__Task requirements__: All of the records below need to be returned exactly.

Stored dataset items:
[Start of Attachment]
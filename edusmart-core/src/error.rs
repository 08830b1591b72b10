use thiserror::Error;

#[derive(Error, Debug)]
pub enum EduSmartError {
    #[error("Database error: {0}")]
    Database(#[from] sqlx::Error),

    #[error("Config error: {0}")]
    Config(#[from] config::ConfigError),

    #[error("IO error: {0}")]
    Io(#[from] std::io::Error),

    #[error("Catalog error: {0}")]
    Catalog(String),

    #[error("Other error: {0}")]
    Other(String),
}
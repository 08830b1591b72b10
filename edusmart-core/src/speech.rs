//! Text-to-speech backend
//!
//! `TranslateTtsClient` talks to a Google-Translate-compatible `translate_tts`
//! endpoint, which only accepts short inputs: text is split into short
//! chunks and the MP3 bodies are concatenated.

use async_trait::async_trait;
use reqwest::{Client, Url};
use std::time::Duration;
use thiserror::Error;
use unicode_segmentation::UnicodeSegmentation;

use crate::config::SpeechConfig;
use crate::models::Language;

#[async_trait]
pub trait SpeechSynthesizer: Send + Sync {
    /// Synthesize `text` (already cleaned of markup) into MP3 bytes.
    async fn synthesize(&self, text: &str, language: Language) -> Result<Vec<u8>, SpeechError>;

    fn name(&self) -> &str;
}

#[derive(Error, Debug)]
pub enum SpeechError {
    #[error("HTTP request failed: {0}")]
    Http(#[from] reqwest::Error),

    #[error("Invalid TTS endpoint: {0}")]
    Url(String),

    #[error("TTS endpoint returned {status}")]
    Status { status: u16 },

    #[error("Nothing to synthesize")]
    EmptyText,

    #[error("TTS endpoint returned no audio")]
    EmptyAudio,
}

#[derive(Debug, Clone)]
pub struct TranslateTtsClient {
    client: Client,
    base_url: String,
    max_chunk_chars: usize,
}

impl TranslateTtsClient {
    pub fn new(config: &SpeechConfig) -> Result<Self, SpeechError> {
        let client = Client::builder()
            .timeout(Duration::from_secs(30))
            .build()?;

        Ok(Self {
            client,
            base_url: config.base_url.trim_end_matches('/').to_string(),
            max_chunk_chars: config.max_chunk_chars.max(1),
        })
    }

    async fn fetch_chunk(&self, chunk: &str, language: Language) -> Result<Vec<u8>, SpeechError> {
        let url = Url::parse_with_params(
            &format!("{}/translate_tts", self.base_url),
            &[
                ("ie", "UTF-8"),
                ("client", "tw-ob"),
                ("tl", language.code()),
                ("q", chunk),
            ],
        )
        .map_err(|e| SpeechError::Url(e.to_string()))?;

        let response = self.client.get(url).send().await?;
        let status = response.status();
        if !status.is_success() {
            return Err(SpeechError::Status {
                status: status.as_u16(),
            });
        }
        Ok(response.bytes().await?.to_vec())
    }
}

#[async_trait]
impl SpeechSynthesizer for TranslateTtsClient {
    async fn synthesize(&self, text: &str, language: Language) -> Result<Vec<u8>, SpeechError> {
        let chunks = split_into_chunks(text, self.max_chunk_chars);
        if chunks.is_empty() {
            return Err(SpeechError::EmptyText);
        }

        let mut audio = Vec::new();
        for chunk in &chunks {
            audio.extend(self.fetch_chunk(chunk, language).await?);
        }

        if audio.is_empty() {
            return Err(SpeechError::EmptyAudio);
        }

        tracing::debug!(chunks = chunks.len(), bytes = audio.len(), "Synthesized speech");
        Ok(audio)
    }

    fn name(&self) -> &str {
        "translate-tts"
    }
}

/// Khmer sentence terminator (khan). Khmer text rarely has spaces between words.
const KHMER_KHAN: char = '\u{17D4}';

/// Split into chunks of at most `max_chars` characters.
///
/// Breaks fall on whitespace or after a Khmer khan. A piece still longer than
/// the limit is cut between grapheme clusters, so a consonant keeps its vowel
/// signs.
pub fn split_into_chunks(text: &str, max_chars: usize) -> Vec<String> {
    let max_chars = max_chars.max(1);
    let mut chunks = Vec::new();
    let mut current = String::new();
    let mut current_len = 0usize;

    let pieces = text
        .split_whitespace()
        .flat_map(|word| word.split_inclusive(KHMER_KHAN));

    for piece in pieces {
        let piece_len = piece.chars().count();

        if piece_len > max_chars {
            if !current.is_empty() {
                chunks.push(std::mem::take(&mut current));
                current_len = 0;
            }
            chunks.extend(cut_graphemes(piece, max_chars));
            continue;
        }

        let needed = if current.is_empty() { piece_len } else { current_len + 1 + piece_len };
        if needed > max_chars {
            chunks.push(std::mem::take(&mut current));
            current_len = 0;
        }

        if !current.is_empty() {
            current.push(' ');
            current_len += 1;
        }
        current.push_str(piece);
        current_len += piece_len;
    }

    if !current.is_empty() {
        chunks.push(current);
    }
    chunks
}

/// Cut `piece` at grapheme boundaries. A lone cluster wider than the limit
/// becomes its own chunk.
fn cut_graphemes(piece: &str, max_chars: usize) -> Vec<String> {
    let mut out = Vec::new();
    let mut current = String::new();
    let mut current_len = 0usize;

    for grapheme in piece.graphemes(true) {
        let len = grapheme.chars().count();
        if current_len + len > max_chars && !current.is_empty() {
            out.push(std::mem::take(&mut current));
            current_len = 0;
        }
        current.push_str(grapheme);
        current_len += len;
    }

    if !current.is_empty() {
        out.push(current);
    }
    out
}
[End of Attachment]
__Output of the task__:
filename edusmart-core/src/error.rs
repository 08830b1591b72b10
use thiserror::Error;

#[derive(Error, Debug)]
pub enum EduSmartError {
    #[error("Database error: {0}")]
    Database(#[from] sqlx::Error),

    #[error("Config error: {0}")]
    Config(#[from] config::ConfigError),

    #[error("IO error: {0}")]
    Io(#[from] std::io::Error),

    #[error("Catalog error: {0}")]
    Catalog(String),

    #[error("Other error: {0}")]
    Other(String),
}
repository 08830b1591b72b10
filename edusmart-core/src/speech.rs
//! Text-to-speech backend
//!
//! `TranslateTtsClient` talks to a Google-Translate-compatible `translate_tts`
//! endpoint, which only accepts short inputs: text is split into short
//! chunks and the MP3 bodies are concatenated.

use async_trait::async_trait;
use reqwest::{Client, Url};
use std::time::Duration;
use thiserror::Error;
use unicode_segmentation::UnicodeSegmentation;

use crate::config::SpeechConfig;
use crate::models::Language;

#[async_trait]
pub trait SpeechSynthesizer: Send + Sync {
    /// Synthesize `text` (already cleaned of markup) into MP3 bytes.
    async fn synthesize(&self, text: &str, language: Language) -> Result<Vec<u8>, SpeechError>;

    fn name(&self) -> &str;
}

#[derive(Error, Debug)]
pub enum SpeechError {
    #[error("HTTP request failed: {0}")]
    Http(#[from] reqwest::Error),

    #[error("Invalid TTS endpoint: {0}")]
    Url(String),

    #[error("TTS endpoint returned {status}")]
    Status { status: u16 },

    #[error("Nothing to synthesize")]
    EmptyText,

    #[error("TTS endpoint returned no audio")]
    EmptyAudio,
}

#[derive(Debug, Clone)]
pub struct TranslateTtsClient {
    client: Client,
    base_url: String,
    max_chunk_chars: usize,
}

impl TranslateTtsClient {
    pub fn new(config: &SpeechConfig) -> Result<Self, SpeechError> {
        let client = Client::builder()
            .timeout(Duration::from_secs(30))
            .build()?;

        Ok(Self {
            client,
            base_url: config.base_url.trim_end_matches('/').to_string(),
            max_chunk_chars: config.max_chunk_chars.max(1),
        })
    }

    async fn fetch_chunk(&self, chunk: &str, language: Language) -> Result<Vec<u8>, SpeechError> {
        let url = Url::parse_with_params(
            &format!("{}/translate_tts", self.base_url),
            &[
                ("ie", "UTF-8"),
                ("client", "tw-ob"),
                ("tl", language.code()),
                ("q", chunk),
            ],
        )
        .map_err(|e| SpeechError::Url(e.to_string()))?;

        let response = self.client.get(url).send().await?;
        let status = response.status();
        if !status.is_success() {
            return Err(SpeechError::Status {
                status: status.as_u16(),
            });
        }
        Ok(response.bytes().await?.to_vec())
    }
}

#[async_trait]
impl SpeechSynthesizer for TranslateTtsClient {
    async fn synthesize(&self, text: &str, language: Language) -> Result<Vec<u8>, SpeechError> {
        let chunks = split_into_chunks(text, self.max_chunk_chars);
        if chunks.is_empty() {
            return Err(SpeechError::EmptyText);
        }

        let mut audio = Vec::new();
        for chunk in &chunks {
            audio.extend(self.fetch_chunk(chunk, language).await?);
        }

        if audio.is_empty() {
            return Err(SpeechError::EmptyAudio);
        }

        tracing::debug!(chunks = chunks.len(), bytes = audio.len(), "Synthesized speech");
        Ok(audio)
    }

    fn name(&self) -> &str {
        "translate-tts"
    }
}

/// Khmer sentence terminator (khan). Khmer text rarely has spaces between words.
const KHMER_KHAN: char = '\u{17D4}';

/// Split into chunks of at most `max_chars` characters.
///
/// Breaks fall on whitespace or after a Khmer khan. A piece still longer than
/// the limit is cut between grapheme clusters, so a consonant keeps its vowel
/// signs.
pub fn split_into_chunks(text: &str, max_chars: usize) -> Vec<String> {
    let max_chars = max_chars.max(1);
    let mut chunks = Vec::new();
    let mut current = String::new();
    let mut current_len = 0usize;

    let pieces = text
        .split_whitespace()
        .flat_map(|word| word.split_inclusive(KHMER_KHAN));

    for piece in pieces {
        let piece_len = piece.chars().count();

        if piece_len > max_chars {
            if !current.is_empty() {
                chunks.push(std::mem::take(&mut current));
                current_len = 0;
            }
            chunks.extend(cut_graphemes(piece, max_chars));
            continue;
        }

        let needed = if current.is_empty() { piece_len } else { current_len + 1 + piece_len };
        if needed > max_chars {
            chunks.push(std::mem::take(&mut current));
            current_len = 0;
        }

        if !current.is_empty() {
            current.push(' ');
            current_len += 1;
        }
        current.push_str(piece);
        current_len += piece_len;
    }

    if !current.is_empty() {
        chunks.push(current);
    }
    chunks
}

/// Cut `piece` at grapheme boundaries. A lone cluster wider than the limit
/// becomes its own chunk.
fn cut_graphemes(piece: &str, max_chars: usize) -> Vec<String> {
    let mut out = Vec::new();
    let mut current = String::new();
    let mut current_len = 0usize;

    for grapheme in piece.graphemes(true) {
        let len = grapheme.chars().count();
        if current_len + len > max_chars && !current.is_empty() {
            out.push(std::mem::take(&mut current));
            current_len = 0;
        }
        current.push_str(grapheme);
        current_len += len;
    }

    if !current.is_empty() {
        out.push(current);
    }
    out
}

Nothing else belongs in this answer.